Starting Ashtanga second series and tossing that ‘collection of asana trophies’


Different Ashtanga instructors have a different answer to the often-asked “When can I start Ashtanga second series?” Philadelphia-based David Garrigues, who was certified by Pattabhi Jois to teach Ashtanga yoga, says the following near the end of a new instructional YouTube video about pasasana (noose pose):

It’s after you’ve made a very mature, sustained effort in the primary. And that does not mean binding in this or that or doing any posture or dropping back.

This summer, Kino MacGregor, who is also certified, released “Are You Ready to Start the Intermediate Series?“, a short YouTube video addressing just this topic.
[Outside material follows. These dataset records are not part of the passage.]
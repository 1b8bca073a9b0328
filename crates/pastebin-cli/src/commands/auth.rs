//! Account command handlers

use anyhow::Result;

use crate::app::App;
use crate::editor::{password_from_stdin, prompt_password};
use crate::output::Output;

fn read_password(password_stdin: bool) -> Result<String> {
    if password_stdin {
        password_from_stdin()
    } else {
        prompt_password("Password")
    }
}

/// Create an account and sign in
pub async fn register(
    app: &mut App,
    email: String,
    password_stdin: bool,
    output: &Output,
) -> Result<()> {
    let password = read_password(password_stdin)?;
    let result = app.client.register(email.trim(), &password).await;
    app.flush(output);
    result?;
    Ok(())
}

/// Sign in to an existing account
pub async fn login(
    app: &mut App,
    email: String,
    password_stdin: bool,
    output: &Output,
) -> Result<()> {
    let password = read_password(password_stdin)?;
    let result = app.client.login(email.trim(), &password).await;
    app.flush(output);
    result?;
    Ok(())
}

/// Sign out
pub async fn logout(app: &mut App, output: &Output) -> Result<()> {
    if app.client.session().current().is_none() {
        output.message("Not logged in.");
        return Ok(());
    }

    let result = app.client.logout().await;
    app.flush(output);
    Ok(result?)
}

/// Show the signed-in account
pub fn whoami(app: &App, output: &Output) -> Result<()> {
    output.print_session(app.client.session().current().as_ref());
    Ok(())
}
In the video she hits on key milestone primary series poses and then says:

The most crucial and fundamental test of your ability to move into the second series is your ability to stand up and drop back from backbending, or urdvha dhanurasana.

The description of this video offers a more succinct answer:

Generally you want to have a firm foundation in the Ashtanga Yoga Primary Series before considering moving into Second Series. You will know that this is established once you feel stable in these postures and movements: Utthita Hasta Padangusthasana, Marichyasana D, Supta Kurmasana (posture and jump back) and Standing Up and Dropping Back from Backbend/Urdhva Danurasana.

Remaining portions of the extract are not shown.